** DATASET EXCERPTS **
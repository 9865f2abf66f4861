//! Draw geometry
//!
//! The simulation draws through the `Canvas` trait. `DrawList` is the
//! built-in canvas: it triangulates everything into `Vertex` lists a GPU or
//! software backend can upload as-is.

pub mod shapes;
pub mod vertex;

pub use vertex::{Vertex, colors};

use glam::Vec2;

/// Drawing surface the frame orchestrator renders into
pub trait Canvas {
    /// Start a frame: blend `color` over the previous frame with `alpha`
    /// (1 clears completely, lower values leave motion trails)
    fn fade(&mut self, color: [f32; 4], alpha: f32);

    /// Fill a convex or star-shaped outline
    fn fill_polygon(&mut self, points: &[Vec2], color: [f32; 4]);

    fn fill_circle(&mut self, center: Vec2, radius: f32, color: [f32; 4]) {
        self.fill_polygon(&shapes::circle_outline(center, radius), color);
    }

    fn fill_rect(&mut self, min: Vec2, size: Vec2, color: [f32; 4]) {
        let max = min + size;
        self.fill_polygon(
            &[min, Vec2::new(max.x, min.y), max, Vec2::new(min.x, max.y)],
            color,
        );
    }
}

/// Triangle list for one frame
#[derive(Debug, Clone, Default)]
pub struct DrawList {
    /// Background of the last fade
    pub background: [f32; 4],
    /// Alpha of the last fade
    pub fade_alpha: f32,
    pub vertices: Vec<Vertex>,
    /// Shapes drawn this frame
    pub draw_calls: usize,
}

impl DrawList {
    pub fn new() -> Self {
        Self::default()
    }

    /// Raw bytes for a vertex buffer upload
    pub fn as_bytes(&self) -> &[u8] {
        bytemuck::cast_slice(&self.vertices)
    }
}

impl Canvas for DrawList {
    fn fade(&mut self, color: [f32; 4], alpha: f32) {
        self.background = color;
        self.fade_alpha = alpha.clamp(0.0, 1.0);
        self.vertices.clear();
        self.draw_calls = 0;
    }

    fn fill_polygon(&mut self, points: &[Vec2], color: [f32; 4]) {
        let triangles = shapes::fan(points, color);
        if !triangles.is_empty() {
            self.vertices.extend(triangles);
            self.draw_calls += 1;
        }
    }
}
--
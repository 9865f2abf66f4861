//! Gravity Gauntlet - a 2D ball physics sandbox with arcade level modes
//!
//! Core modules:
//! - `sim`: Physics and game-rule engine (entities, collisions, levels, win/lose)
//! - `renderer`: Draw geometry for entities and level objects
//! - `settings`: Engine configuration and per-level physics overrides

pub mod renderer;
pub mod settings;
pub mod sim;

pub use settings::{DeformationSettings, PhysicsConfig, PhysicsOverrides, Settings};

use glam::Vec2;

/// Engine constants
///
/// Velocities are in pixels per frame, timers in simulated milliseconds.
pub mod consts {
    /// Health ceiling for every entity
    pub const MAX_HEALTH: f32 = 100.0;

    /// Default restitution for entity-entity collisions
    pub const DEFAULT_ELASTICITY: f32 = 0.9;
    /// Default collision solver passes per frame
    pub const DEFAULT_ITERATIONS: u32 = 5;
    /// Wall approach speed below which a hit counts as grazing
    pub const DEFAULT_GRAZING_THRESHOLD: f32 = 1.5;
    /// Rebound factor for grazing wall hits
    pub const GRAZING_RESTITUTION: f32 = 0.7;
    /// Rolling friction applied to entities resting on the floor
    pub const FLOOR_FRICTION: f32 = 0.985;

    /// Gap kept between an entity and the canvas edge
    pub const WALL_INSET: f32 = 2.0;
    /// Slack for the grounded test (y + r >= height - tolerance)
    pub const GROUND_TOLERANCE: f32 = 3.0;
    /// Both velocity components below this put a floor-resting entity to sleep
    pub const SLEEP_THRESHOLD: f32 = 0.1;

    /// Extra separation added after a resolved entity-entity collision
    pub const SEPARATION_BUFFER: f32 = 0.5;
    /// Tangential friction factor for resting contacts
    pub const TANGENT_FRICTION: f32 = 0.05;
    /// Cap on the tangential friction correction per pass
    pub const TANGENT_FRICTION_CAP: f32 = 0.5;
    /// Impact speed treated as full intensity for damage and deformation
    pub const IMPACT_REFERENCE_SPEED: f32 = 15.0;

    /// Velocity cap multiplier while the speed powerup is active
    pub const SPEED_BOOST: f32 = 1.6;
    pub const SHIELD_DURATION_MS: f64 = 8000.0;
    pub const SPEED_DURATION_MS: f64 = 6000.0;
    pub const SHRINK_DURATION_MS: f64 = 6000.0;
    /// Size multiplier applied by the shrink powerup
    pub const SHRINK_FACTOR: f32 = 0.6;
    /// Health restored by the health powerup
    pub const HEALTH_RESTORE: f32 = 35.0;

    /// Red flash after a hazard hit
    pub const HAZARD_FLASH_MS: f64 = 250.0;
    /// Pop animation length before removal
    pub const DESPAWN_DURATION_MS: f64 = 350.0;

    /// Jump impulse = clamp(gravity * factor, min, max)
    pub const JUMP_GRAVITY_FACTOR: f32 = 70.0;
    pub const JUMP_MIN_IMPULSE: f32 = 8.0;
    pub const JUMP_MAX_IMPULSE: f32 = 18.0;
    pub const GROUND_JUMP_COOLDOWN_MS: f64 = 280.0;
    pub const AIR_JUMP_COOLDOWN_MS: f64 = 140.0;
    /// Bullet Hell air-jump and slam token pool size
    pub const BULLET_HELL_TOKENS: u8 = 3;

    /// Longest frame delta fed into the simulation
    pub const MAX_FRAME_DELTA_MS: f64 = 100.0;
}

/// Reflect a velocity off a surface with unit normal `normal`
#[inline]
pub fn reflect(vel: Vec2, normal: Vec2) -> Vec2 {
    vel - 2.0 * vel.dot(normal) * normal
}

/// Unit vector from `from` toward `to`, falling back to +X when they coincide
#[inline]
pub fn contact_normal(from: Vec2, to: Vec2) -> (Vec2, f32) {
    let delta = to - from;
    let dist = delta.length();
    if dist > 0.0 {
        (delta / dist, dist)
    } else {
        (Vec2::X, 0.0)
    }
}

** DIRECTIONS **
Lines to set down from above: the line with "the health powerup", the line with "pub const JUMP_GRAVITY_FACTOR: f32", and every line between, each exactly as written.

** TASK OUTPUT **
    /// Health restored by the health powerup
    pub const HEALTH_RESTORE: f32 = 35.0;

    /// Red flash after a hazard hit
    pub const HAZARD_FLASH_MS: f64 = 250.0;
    /// Pop animation length before removal
    pub const DESPAWN_DURATION_MS: f64 = 350.0;

    /// Jump impulse = clamp(gravity * factor, min, max)
    pub const JUMP_GRAVITY_FACTOR: f32 = 70.0;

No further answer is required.